Investigation of Metal-Organic Frameworks as Thin Films and Gels

Metal-organic frameworks (MOFs) are porous crystalline materials composed of inorganic metal clusters and organic linkers. The exceptionally high specific surface area and tunable porosity of MOFs make them excellent candidates for applications in catalysis, separation, sensing, and drug delivery. Most applications require the formation of MOF thin films and polymer-MOF composites. For instance, MOF thin films are required for implementing MOFs in catalysis and sensing applications. On the other hand, utilizing MOFs in separation and drug delivery requires the formation of polymer-MOF composites. Therefore, optimizing the synthesis conditions to prepare MOF thin films and polymer-MOF composites with desired properties is of great importance. This work identifies the existing knowledge gaps in the field of MOF thin films and polymer-MOF composites and addresses those issue.

In chapter 2, we discuss the formation of zirconium (Zr)-based anisotropic MOFs NU-901 and NU-1000 thin films with excellent stability and control over crystal orientation. We use a self-assembled monolayer (SAM) method to functionalize the substrate with carboxylic acid (–COOH) groups. We find that the presence of carboxylic acid groups facilitates the formation of NU-901 and NU-1000 crystals on the substrate during solvothermal synthesis, thus obtaining MOF thin films. Furthermore, the SAM method allows excellent adhesion of MOF crystals to the substrate as suggested by scotch tape stability test. We present a unique method to control the orientation of NU-901 and NU-1000 crystals on the substrate. We find that functionalizing the substrate with metal clusters promote crystal growth in the perpendicular direction as opposed to parallel orientation obtained for carboxylic acid functionalized substrate. We hypothesize that the presence of metal clusters on the substrate before MOF formation enhances nucleation density of MOF crystals, resulting in perpendicular growth of the MOF crystals. The method presented here to control the orientation of anisotropic MOF crystals has implications in catalysis, sensing, and separation.

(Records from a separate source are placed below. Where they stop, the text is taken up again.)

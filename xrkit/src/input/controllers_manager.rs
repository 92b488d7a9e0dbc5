use std::cell::RefCell;
use std::rc::Rc;

use cgmath::{InnerSpace, Vector3};
use engine::events::{handler, Event, EventDispatcher, Priority, Propagation};
use engine::gesture_log;

use crate::config::{Handedness, ManagerOptions};
use crate::input::hand_controller::{HandController, HandEvent, HandEventKind};
use crate::input::source::InputSource;
use crate::space::{Pose, ReferenceSpace, RigidTransform};

/// Events published on the manager's bus. Every hand-level event is mirrored
/// here wrapped in [`ManagerEvent::Hand`], so consumers subscribe in one
/// place without knowing which controller instance maps to which hand.
#[derive(Clone, Debug)]
pub enum ManagerEvent {
    Hand(HandEvent),
    LeftControllerConnected,
    RightControllerConnected,
    LeftControllerDisconnected,
    RightControllerDisconnected,
    /// Both hands transitioned to squeezing; payload captures the gesture
    /// seed for a consuming two-handed scale/pan component.
    DoubleSqueezeStarted {
        initial_distance: f32,
        initial_center_point: Vector3<f32>,
    },
    DoubleSqueezeEnded,
    /// Per-frame hook published after both hands finished updating.
    Update { time: f32, delta: f32 },
}

#[derive(Clone, Copy, Debug, PartialEq, Eq, Hash)]
pub enum ManagerEventKind {
    Hand(HandEventKind),
    LeftControllerConnected,
    RightControllerConnected,
    LeftControllerDisconnected,
    RightControllerDisconnected,
    DoubleSqueezeStarted,
    DoubleSqueezeEnded,
    Update,
}

impl Event for ManagerEvent {
    type Kind = ManagerEventKind;

    fn kind(&self) -> ManagerEventKind {
        match self {
            ManagerEvent::Hand(event) => ManagerEventKind::Hand(event.kind()),
            ManagerEvent::LeftControllerConnected => ManagerEventKind::LeftControllerConnected,
            ManagerEvent::RightControllerConnected => ManagerEventKind::RightControllerConnected,
            ManagerEvent::LeftControllerDisconnected => {
                ManagerEventKind::LeftControllerDisconnected
            }
            ManagerEvent::RightControllerDisconnected => {
                ManagerEventKind::RightControllerDisconnected
            }
            ManagerEvent::DoubleSqueezeStarted { .. } => ManagerEventKind::DoubleSqueezeStarted,
            ManagerEvent::DoubleSqueezeEnded => ManagerEventKind::DoubleSqueezeEnded,
            ManagerEvent::Update { .. } => ManagerEventKind::Update,
        }
    }
}

#[derive(Clone, Copy, Debug, Default)]
struct SqueezeState {
    is_down: bool,
    initial_position: Option<Vector3<f32>>,
}

/// Bookkeeping for the two-hand squeeze gesture. The gesture-level fields
/// are `Some` exactly while both hands are squeezing.
#[derive(Clone, Copy, Debug, Default)]
pub struct DoubleSqueezeGesture {
    left: SqueezeState,
    right: SqueezeState,
    pub initial_distance: Option<f32>,
    pub initial_center_point: Option<Vector3<f32>>,
}

impl DoubleSqueezeGesture {
    pub fn is_down(&self, hand: Handedness) -> bool {
        self.state(hand).is_down
    }

    pub fn initial_position(&self, hand: Handedness) -> Option<Vector3<f32>> {
        self.state(hand).initial_position
    }

    fn state(&self, hand: Handedness) -> &SqueezeState {
        match hand {
            Handedness::Left => &self.left,
            Handedness::Right => &self.right,
        }
    }

    fn state_mut(&mut self, hand: Handedness) -> &mut SqueezeState {
        match hand {
            Handedness::Left => &mut self.left,
            Handedness::Right => &mut self.right,
        }
    }
}

/// World-space head placement derived from the tracked head pose and the
/// active reference transform.
#[derive(Clone, Copy, Debug)]
pub struct HeadTransform {
    pub position: Vector3<f32>,
    pub view_direction: Vector3<f32>,
}

/// Owns the two hand controllers, resolves left/right/skilled identity,
/// re-exports both hands' events on one bus and correlates the two-hand
/// squeeze gesture.
///
/// Hands are owned by value and addressed by index; handedness is resolved
/// dynamically from what each controller reported at connect time. There is
/// exactly one manager per host application, owned by it and passed by
/// reference to dependent components.
pub struct ControllersManager {
    events: Rc<EventDispatcher<ManagerEvent>>,
    hands: [HandController; 2],
    source: Rc<dyn InputSource>,
    reference: Rc<RefCell<dyn ReferenceSpace>>,
    user_handedness: Handedness,
    double_squeeze: DoubleSqueezeGesture,
}

impl ControllersManager {
    pub fn new(
        source: Rc<dyn InputSource>,
        reference: Rc<RefCell<dyn ReferenceSpace>>,
        options: ManagerOptions,
    ) -> ControllersManager {
        let manager = ControllersManager {
            events: Rc::new(EventDispatcher::new()),
            hands: [HandController::new(), HandController::new()],
            source,
            reference,
            user_handedness: options.user_handedness,
            double_squeeze: DoubleSqueezeGesture::default(),
        };

        for hand in &manager.hands {
            let bus = Rc::clone(&manager.events);
            let forward = handler(move |event: &HandEvent| {
                bus.publish(&ManagerEvent::Hand(event.clone()));
                Propagation::Continue
            });
            for kind in HandEventKind::ALL {
                hand.events().subscribe(kind, &forward, Priority::Value(0));
            }
        }

        manager
    }

    pub fn events(&self) -> &Rc<EventDispatcher<ManagerEvent>> {
        &self.events
    }

    pub fn hand(&self, index: usize) -> Option<&HandController> {
        self.hands.get(index)
    }

    pub fn hand_mut(&mut self, index: usize) -> Option<&mut HandController> {
        self.hands.get_mut(index)
    }

    pub fn left(&self) -> Option<&HandController> {
        self.hand_for(Handedness::Left)
    }

    pub fn right(&self) -> Option<&HandController> {
        self.hand_for(Handedness::Right)
    }

    /// The controller matching the configured user handedness.
    pub fn skilled_hand(&self) -> &HandController {
        if self.hands[0].handedness() == Some(self.user_handedness) {
            &self.hands[0]
        } else {
            &self.hands[1]
        }
    }

    pub fn other_hand(&self) -> &HandController {
        if self.hands[0].handedness() == Some(self.user_handedness) {
            &self.hands[1]
        } else {
            &self.hands[0]
        }
    }

    pub fn user_handedness(&self) -> Handedness {
        self.user_handedness
    }

    pub fn connected(&self) -> bool {
        self.hands[0].connected() && self.hands[1].connected()
    }

    pub fn double_squeeze(&self) -> &DoubleSqueezeGesture {
        &self.double_squeeze
    }

    /// Switches the configured user handedness; passing `None` flips it.
    pub fn toggle_handedness(&mut self, handedness: Option<Handedness>) {
        let handedness = handedness.unwrap_or_else(|| self.user_handedness.other());
        self.user_handedness = handedness;
        for hand in &mut self.hands {
            let skilled = hand.handedness() == Some(handedness);
            hand.set_skilled(skilled);
        }
    }

    pub fn distance_between_hands(&self) -> Option<f32> {
        if !self.connected() {
            return None;
        }
        Some((self.hands[0].grip_position() - self.hands[1].grip_position()).magnitude())
    }

    pub fn center_point_between_hands(&self) -> Option<Vector3<f32>> {
        if !self.connected() {
            return None;
        }
        Some((self.hands[0].grip_position() + self.hands[1].grip_position()) * 0.5)
    }

    /// World-space head position and view direction.
    pub fn headset_transform(&self) -> Option<HeadTransform> {
        let pose: Pose = self.source.head_pose()?;
        let tracked_to_world = self.tracked_to_world();
        Some(HeadTransform {
            position: tracked_to_world.transform_point(pose.position),
            view_direction: tracked_to_world.transform_vector(pose.forward()),
        })
    }

    pub fn on_controller_connected(&mut self, index: usize, handedness: Handedness) {
        let user_handedness = self.user_handedness;
        let Some(hand) = self.hands.get_mut(index) else {
            return;
        };
        hand.handle_connected(handedness);
        hand.set_skilled(handedness == user_handedness);

        self.events.publish(&match handedness {
            Handedness::Left => ManagerEvent::LeftControllerConnected,
            Handedness::Right => ManagerEvent::RightControllerConnected,
        });
    }

    pub fn on_controller_disconnected(&mut self, index: usize) {
        let Some(hand) = self.hands.get_mut(index) else {
            return;
        };
        let handedness = hand.handedness();
        hand.handle_disconnected();

        if let Some(handedness) = handedness {
            self.events.publish(&match handedness {
                Handedness::Left => ManagerEvent::LeftControllerDisconnected,
                Handedness::Right => ManagerEvent::RightControllerDisconnected,
            });
        }
    }

    pub fn on_select_start(&mut self, index: usize) {
        let tracked_to_world = self.tracked_to_world();
        let source = Rc::clone(&self.source);
        if let Some(hand) = self.hands.get_mut(index) {
            hand.handle_select_start(&*source, &tracked_to_world);
        }
    }

    pub fn on_select_end(&mut self, index: usize) {
        let tracked_to_world = self.tracked_to_world();
        let source = Rc::clone(&self.source);
        if let Some(hand) = self.hands.get_mut(index) {
            hand.handle_select_end(&*source, &tracked_to_world);
        }
    }

    pub fn on_squeeze_start(&mut self, index: usize) {
        let tracked_to_world = self.tracked_to_world();
        let source = Rc::clone(&self.source);

        let Some(hand) = self.hands.get_mut(index) else {
            return;
        };
        let was_squeezing = hand.is_squeezing();
        hand.handle_squeeze_start(&*source, &tracked_to_world);

        if was_squeezing {
            return;
        }
        if let Some(handedness) = self.hands[index].handedness() {
            self.correlate_squeeze_start(handedness);
        }
    }

    pub fn on_squeeze_end(&mut self, index: usize) {
        let tracked_to_world = self.tracked_to_world();
        let source = Rc::clone(&self.source);

        let Some(hand) = self.hands.get_mut(index) else {
            return;
        };
        let was_squeezing = hand.is_squeezing();
        hand.handle_squeeze_end(&*source, &tracked_to_world);

        if !was_squeezing {
            return;
        }
        if let Some(handedness) = self.hands[index].handedness() {
            self.correlate_squeeze_end(handedness);
        }
    }

    /// Per-frame update. Both hands update in a fixed order, then the
    /// manager-level `Update` event gives downstream listeners a single
    /// well-ordered hook with all ray state current.
    pub fn update(&mut self, time: f32, delta: f32) {
        let tracked_to_world = self.tracked_to_world();
        let source = Rc::clone(&self.source);
        for hand in &mut self.hands {
            hand.update(&*source, &tracked_to_world, time, delta);
        }
        self.events.publish(&ManagerEvent::Update { time, delta });
    }

    fn hand_for(&self, handedness: Handedness) -> Option<&HandController> {
        self.hands
            .iter()
            .find(|hand| hand.handedness() == Some(handedness))
    }

    fn tracked_to_world(&self) -> RigidTransform {
        self.reference.borrow().transform().inverse()
    }

    fn correlate_squeeze_start(&mut self, handedness: Handedness) {
        let grip = self.hand_for(handedness).map(|hand| hand.grip_position());
        {
            let state = self.double_squeeze.state_mut(handedness);
            state.is_down = true;
            state.initial_position = grip;
        }

        if self.double_squeeze.left.is_down && self.double_squeeze.right.is_down {
            let (Some(initial_distance), Some(initial_center_point)) = (
                self.distance_between_hands(),
                self.center_point_between_hands(),
            ) else {
                return;
            };
            self.double_squeeze.initial_distance = Some(initial_distance);
            self.double_squeeze.initial_center_point = Some(initial_center_point);
            gesture_log!(
                debug,
                "double squeeze started, initial distance {initial_distance}"
            );
            self.events.publish(&ManagerEvent::DoubleSqueezeStarted {
                initial_distance,
                initial_center_point,
            });
        }
    }

    fn correlate_squeeze_end(&mut self, handedness: Handedness) {
        self.double_squeeze.state_mut(handedness).is_down = false;

        // Exclusive or: the gesture ends when exactly one hand remains down.
        // Releasing both hands from "both down" therefore emits exactly one
        // DoubleSqueezeEnded, on the first release.
        if self.double_squeeze.left.is_down != self.double_squeeze.right.is_down {
            self.double_squeeze.initial_distance = None;
            self.double_squeeze.initial_center_point = None;
            gesture_log!(debug, "double squeeze ended");
            self.events.publish(&ManagerEvent::DoubleSqueezeEnded);
        }
    }
}
impl LocomotionController {
    /// Builds the controller and subscribes it to the manager's bus.
    /// Configuration problems are construction failures, never absorbed.
    pub fn new(
        manager: &ControllersManager,
        source: Rc<dyn InputSource>,
        reference: Rc<RefCell<dyn ReferenceSpace>>,
        options: LocomotionOptions,
    ) -> Result<Rc<RefCell<LocomotionController>>, ConfigError> {
        if !options.forward_speed.is_finite() || options.forward_speed <= 0.0 {
            return Err(ConfigError::InvalidForwardSpeed(options.forward_speed));
        }
        if !options.rotation_increment.is_finite() || options.rotation_increment == 0.0 {
            return Err(ConfigError::InvalidRotationIncrement(
                options.rotation_increment,
            ));
        }

        let controller = Rc::new(RefCell::new(LocomotionController {
            enabled_hands: options.enabled_hands.to_set(),
            options,
            source,
            reference,
            surfaces: None,
            world_offset: Vector3::zero(),
            world_yaw: 0.0,
            current_transform: RigidTransform::identity(),
            presenting: false,
            aiming: None,
            marker: TeleportMarker::hidden(),
            time: 0.0,
            subscriptions: Vec::new(),
        }));

        Self::wire(&controller, manager.events());
        Ok(controller)
    }

    fn wire(controller: &Rc<RefCell<Self>>, bus: &Rc<EventDispatcher<ManagerEvent>>) {
        let mut subscribe = |kind: ManagerEventKind, h: Handler<ManagerEvent>| {
            bus.subscribe(kind, &h, Priority::Value(LISTENER_PRIORITY));
            controller.borrow_mut().subscriptions.push((kind, h));
        };

        let me = Rc::clone(controller);
        subscribe(
            ManagerEventKind::Hand(HandEventKind::RayStarted),
            handler(move |e: &ManagerEvent| {
                if let ManagerEvent::Hand(HandEvent::RayStarted { handedness, ray, .. }) = e {
                    me.borrow_mut().on_ray_started(*handedness, ray)
                } else {
                    Propagation::Continue
                }
            }),
        );

        let me = Rc::clone(controller);
        subscribe(
            ManagerEventKind::Hand(HandEventKind::RayUpdated),
            handler(move |e: &ManagerEvent| {
                if let ManagerEvent::Hand(HandEvent::RayUpdated {
                    handedness,
                    ray,
                    stick_position,
                }) = e
                {
                    me.borrow_mut()
                        .on_ray_updated(*handedness, ray, *stick_position)
                } else {
                    Propagation::Continue
                }
            }),
        );

        let me = Rc::clone(controller);
        subscribe(
            ManagerEventKind::Hand(HandEventKind::RayEnded),
            handler(move |e: &ManagerEvent| {
                if let ManagerEvent::Hand(HandEvent::RayEnded { handedness, ray, .. }) = e {
                    me.borrow_mut().on_ray_ended(*handedness, ray)
                } else {
                    Propagation::Continue
                }
            }),
        );

        let me = Rc::clone(controller);
        subscribe(
            ManagerEventKind::Hand(HandEventKind::RotateLeft),
            handler(move |e: &ManagerEvent| {
                if let ManagerEvent::Hand(HandEvent::RotateLeft { handedness }) = e {
                    me.borrow_mut().on_rotate(*handedness, -1.0)
                } else {
                    Propagation::Continue
                }
            }),
        );

        let me = Rc::clone(controller);
        subscribe(
            ManagerEventKind::Hand(HandEventKind::RotateRight),
            handler(move |e: &ManagerEvent| {
                if let ManagerEvent::Hand(HandEvent::RotateRight { handedness }) = e {
                    me.borrow_mut().on_rotate(*handedness, 1.0)
                } else {
                    Propagation::Continue
                }
            }),
        );

        let me = Rc::clone(controller);
        subscribe(
            ManagerEventKind::Hand(HandEventKind::AxisYNotZero),
            handler(move |e: &ManagerEvent| {
                if let ManagerEvent::Hand(HandEvent::AxisYNotZero {
                    handedness,
                    ray,
                    stick_position,
                    delta_time,
                }) = e
                {
                    me.borrow_mut().on_axis_y_not_zero(
                        *handedness,
                        ray,
                        *stick_position,
                        *delta_time,
                    )
                } else {
                    Propagation::Continue
                }
            }),
        );

        let me = Rc::clone(controller);
        subscribe(
            ManagerEventKind::Update,
            handler(move |e: &ManagerEvent| {
                if let ManagerEvent::Update { time, .. } = e {
                    me.borrow_mut().on_update(*time)
                } else {
                    Propagation::Continue
                }
            }),
        );
    }

    /// Unsubscribes from the manager's bus.
    pub fn detach(&mut self, bus: &EventDispatcher<ManagerEvent>) {
        for (kind, handler) in self.subscriptions.drain(..) {
            bus.unsubscribe(kind, &handler);
        }
    }

    /// Installs the navigable-surface raycast service. Until one is set,
    /// every ray event passes through untouched.
    pub fn set_surfaces(&mut self, surfaces: Rc<dyn NavigableSurfaceQuery>) {
        self.surfaces = Some(surfaces);
    }

    pub fn on_session_start(&mut self) {
        self.presenting = true;
        self.apply_current_transform();
    }

    pub fn on_session_end(&mut self) {
        self.presenting = false;
    }

    pub fn is_presenting(&self) -> bool {
        self.presenting
    }

    pub fn options(&self) -> &LocomotionOptions {
        &self.options
    }

    /// The hand currently aiming a teleport, if any.
    pub fn aiming_hand(&self) -> Option<Handedness> {
        self.aiming
    }

    pub fn marker(&self) -> TeleportMarker {
        self.marker
    }

    pub fn world_offset(&self) -> Vector3<f32> {
        self.world_offset
    }

    /// World yaw in radians.
    pub fn world_yaw(&self) -> f32 {
        self.world_yaw
    }

    /// The active world-to-tracked rigid transform.
    pub fn reference_transform(&self) -> RigidTransform {
        self.current_transform
    }

    /// The tracking origin expressed in world space; the inverse of
    /// [`Self::reference_transform`], useful for debug visualization.
    pub fn tracking_origin_transform(&self) -> RigidTransform {
        self.current_transform.inverse()
    }

    fn on_ray_started(&mut self, handedness: Handedness, ray: &Ray) -> Propagation {
        let Some(surfaces) = &self.surfaces else {
            return Propagation::Continue;
        };
        if !self.enabled_hands.contains_hand(handedness) {
            return Propagation::Continue;
        }

        if surfaces.raycast(ray).is_some() {
            self.aiming = Some(handedness);
            locomotion_log!(debug, "teleport aim started ({:?})", handedness);
            return Propagation::Stop;
        }
        Propagation::Continue
    }

    fn on_ray_updated(
        &mut self,
        handedness: Handedness,
        ray: &Ray,
        stick_position: Vector2<f32>,
    ) -> Propagation {
        let Some(surfaces) = &self.surfaces else {
            return Propagation::Continue;
        };
        if self.aiming != Some(handedness) || !self.enabled_hands.contains_hand(handedness) {
            return Propagation::Continue;
        }

        match surfaces.raycast(ray) {
            Some(hit) if is_horizontal_surface(&hit) => {
                self.marker.show_at(hit.point);
                if stick_position.magnitude() > STICK_ARROW_THRESHOLD {
                    let angle = teleport_arrow_angle(stick_position, ray);
                    self.marker.show_arrow(angle, self.time);
                } else {
                    self.marker.hide_arrow();
                }
                Propagation::Stop
            }
            // Misses and rejected surfaces keep the previous marker state.
            _ => Propagation::Continue,
        }
    }

    fn on_ray_ended(&mut self, handedness: Handedness, ray: &Ray) -> Propagation {
        let Some(surfaces) = &self.surfaces else {
            return Propagation::Continue;
        };
        if self.aiming != Some(handedness) || !self.enabled_hands.contains_hand(handedness) {
            return Propagation::Continue;
        }

        if let Some(hit) = surfaces.raycast(ray) {
            if is_horizontal_surface(&hit) {
                self.teleport(hit.point);
            }
        }

        self.aiming = None;
        self.marker.hide();
        Propagation::Stop
    }

    fn on_rotate(&mut self, handedness: Handedness, sign: f32) -> Propagation {
        if self.aiming.is_some() || !self.enabled_hands.contains_hand(handedness) {
            return Propagation::Continue;
        }
        self.rotate(sign * self.options.rotation_increment);
        Propagation::Continue
    }

    fn on_axis_y_not_zero(
        &mut self,
        handedness: Handedness,
        ray: &Ray,
        stick_position: Vector2<f32>,
        delta_time: f32,
    ) -> Propagation {
        if !self.options.continuous_motion {
            return Propagation::Continue;
        }
        if self.aiming.is_some() || !self.enabled_hands.contains_hand(handedness) {
            return Propagation::Continue;
        }
        self.move_in_direction(ray, stick_position.y, delta_time);
        Propagation::Continue
    }

    fn on_update(&mut self, time: f32) -> Propagation {
        self.time = time;
        if self.presenting {
            self.apply_current_transform();
        }
        Propagation::Continue
    }

    /// Places the world so `destination` lands exactly under the user's
    /// tracked position, applying the arrow facing first when it is fresh.
    fn teleport(&mut self, destination: Vector3<f32>) {
        if !self.presenting {
            return;
        }
        let Some(head) = self.source.head_pose() else {
            return;
        };

        if self.marker.arrow_fresh(self.time) {
            // Rotate the user's head-forward onto the arrow's chosen facing.
            let tracked_to_world = self.current_transform.inverse();
            let mut head_direction = tracked_to_world.transform_vector(head.forward());
            head_direction.y = 0.0;
            if head_direction.magnitude2() > 0.0 {
                head_direction = head_direction.normalize();
            }
            let head_angle = head_direction.z.atan2(head_direction.x);
            self.world_yaw += -(self.marker.arrow_angle + head_angle);
        }

        let rotation = Quaternion::from_angle_y(Rad(self.world_yaw));
        let mut target = rotation * -destination;
        target.x += head.position.x;
        target.z += head.position.z;

        locomotion_log!(
            debug,
            "teleport to {:?}, world offset {:?}",
            destination,
            target
        );
        self.world_offset = target;
        self.apply_current_transform();
    }

    /// Adds `degrees` to the world yaw, pivoting the world around the
    /// user's tracked position so the user turns in place.
    fn rotate(&mut self, degrees: f32) {
        if !self.presenting {
            return;
        }
        let Some(head) = self.source.head_pose() else {
            return;
        };

        let delta = degrees.to_radians();
        self.world_yaw += delta;

        let pivot = vec3(head.position.x, 0.0, head.position.z);
        let rotation = Quaternion::from_angle_y(Rad(delta));
        self.world_offset = rotation * (self.world_offset - pivot) + pivot;

        self.apply_current_transform();
        self.marker.hide();
    }

    /// Translates the world opposite the ray so the user flies along it.
    fn move_in_direction(&mut self, ray: &Ray, stick_y: f32, delta_time: f32) {
        let mut direction = ray.direction;
        if self.options.restrict_vertical_movement {
            direction.y = 0.0;
            if direction.magnitude2() > 0.0 {
                direction = direction.normalize();
            }
        }

        let step = direction * (stick_y * self.options.forward_speed * delta_time);
        let rotation = Quaternion::from_angle_y(Rad(self.world_yaw));
        self.world_offset += rotation * step;
    }

    fn apply_current_transform(&mut self) {
        if !self.presenting {
            return;
        }
        let transform = RigidTransform::from_offset_yaw(self.world_offset, Rad(self.world_yaw));
        self.current_transform = transform;
        self.reference.borrow_mut().set_transform(transform);
    }
}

While solvothermal method renders excellent MOF thin films, the method usually takes 24-72 h and is not easily scalable. In chapter 3, we present a solution shearing technique to fabricate large-area (~5 cm2) thin films of NU-901 within 15 minutes. We study the effect of solution shearing parameters (i.e., substrate temperature and linker concentration) in NU-901 thin film properties (i.e., film thickness, crystallinity, and surface coverage). We find the NU-901 crystallinity increases with increasing temperature, while decreases with increasing linker concentration. On the other hand, film thickness increases with increasing temperature and linker concentration. In all cases, high surface coverage (> 90%) of MOF thin films is achieved. To show the generalizability of the solution shearing technique, we fabricate MOF-525 films, a Zr-based MOF, using solution shearing. The metalated MOF-525 films show electrocatalytic reduction of CO2 to CO, which has implications in CO2 capture and utilization. The demonstration of MOF thin film formation using solution shearing can pave the way to roll-to-roll coating of MOF thin films at industrial scale.

In chapter 4, we discuss the formation of polymer-MOF composite gels and shed light on the effects of polymer-MOF interactions on the formation of MOF within the gel. We use a one-pot synthesis method, where metal clusters interact with linker and polymer to allow simultaneous formation of MOF and gel network. We find that polymers containing carboxylic acid groups either inhibit or disrupt MOF formation within the gel compared to MOF formed in the absence of polymer. On the other hand, polymers containing hydroxyl groups do not affect MOF formation within the gel. Surprisingly, using a polymer, which has minimal interactions with metal cluster also allows formation of gel network. This suggests an exciting possibility of polymer entrapment within MOF pores and this entrapment restricts the movement of polymer chains out of the MOF pores, thus rendering a gel structure. We show the formation of polymer-MOF composite gels with various MOFs and polymers with the aim to report the future design of these composite gels for therapeutic applications.